*** Begin section ***

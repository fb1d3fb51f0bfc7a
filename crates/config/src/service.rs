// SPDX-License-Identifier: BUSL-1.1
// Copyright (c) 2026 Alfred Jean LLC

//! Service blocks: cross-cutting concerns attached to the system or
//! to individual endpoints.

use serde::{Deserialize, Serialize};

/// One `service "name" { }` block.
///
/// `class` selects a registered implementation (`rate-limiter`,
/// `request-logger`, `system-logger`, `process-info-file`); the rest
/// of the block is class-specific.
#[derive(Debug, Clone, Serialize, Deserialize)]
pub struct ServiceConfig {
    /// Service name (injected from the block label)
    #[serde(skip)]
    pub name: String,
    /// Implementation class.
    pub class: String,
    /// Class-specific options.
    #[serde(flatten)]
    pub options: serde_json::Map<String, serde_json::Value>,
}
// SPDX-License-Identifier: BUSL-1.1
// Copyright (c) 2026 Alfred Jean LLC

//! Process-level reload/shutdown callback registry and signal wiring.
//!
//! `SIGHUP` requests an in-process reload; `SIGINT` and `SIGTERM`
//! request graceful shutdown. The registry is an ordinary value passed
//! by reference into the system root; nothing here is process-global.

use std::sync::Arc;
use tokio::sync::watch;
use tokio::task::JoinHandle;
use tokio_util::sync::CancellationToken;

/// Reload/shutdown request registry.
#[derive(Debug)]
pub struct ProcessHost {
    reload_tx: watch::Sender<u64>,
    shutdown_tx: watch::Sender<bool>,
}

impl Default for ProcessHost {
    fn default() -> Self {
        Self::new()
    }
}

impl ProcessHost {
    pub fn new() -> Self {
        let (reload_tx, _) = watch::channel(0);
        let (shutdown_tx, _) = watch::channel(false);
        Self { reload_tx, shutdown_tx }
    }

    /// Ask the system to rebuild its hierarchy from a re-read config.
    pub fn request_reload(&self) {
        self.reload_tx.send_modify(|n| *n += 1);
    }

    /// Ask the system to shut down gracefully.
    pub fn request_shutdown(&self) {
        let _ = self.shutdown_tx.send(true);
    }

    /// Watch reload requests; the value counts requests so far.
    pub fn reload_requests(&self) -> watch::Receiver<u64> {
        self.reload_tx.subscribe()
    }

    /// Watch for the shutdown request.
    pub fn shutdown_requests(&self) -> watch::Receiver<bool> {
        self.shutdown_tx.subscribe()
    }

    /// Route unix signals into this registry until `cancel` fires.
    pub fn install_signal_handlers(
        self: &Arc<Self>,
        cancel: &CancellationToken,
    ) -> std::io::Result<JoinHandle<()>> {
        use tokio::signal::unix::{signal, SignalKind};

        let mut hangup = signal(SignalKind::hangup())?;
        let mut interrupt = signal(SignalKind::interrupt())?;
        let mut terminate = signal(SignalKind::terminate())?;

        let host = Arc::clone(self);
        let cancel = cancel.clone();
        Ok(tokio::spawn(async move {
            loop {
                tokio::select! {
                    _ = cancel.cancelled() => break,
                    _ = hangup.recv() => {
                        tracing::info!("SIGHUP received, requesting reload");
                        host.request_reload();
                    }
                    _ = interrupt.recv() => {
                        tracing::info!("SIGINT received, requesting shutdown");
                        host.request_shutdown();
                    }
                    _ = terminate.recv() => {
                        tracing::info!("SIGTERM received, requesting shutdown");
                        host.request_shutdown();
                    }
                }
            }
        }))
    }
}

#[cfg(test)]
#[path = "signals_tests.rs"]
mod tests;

*** End section ***

# Exercise
List every line in the records above that contains the word "specific".

# Exercise solution
/// of the block is class-specific.
    /// Class-specific options.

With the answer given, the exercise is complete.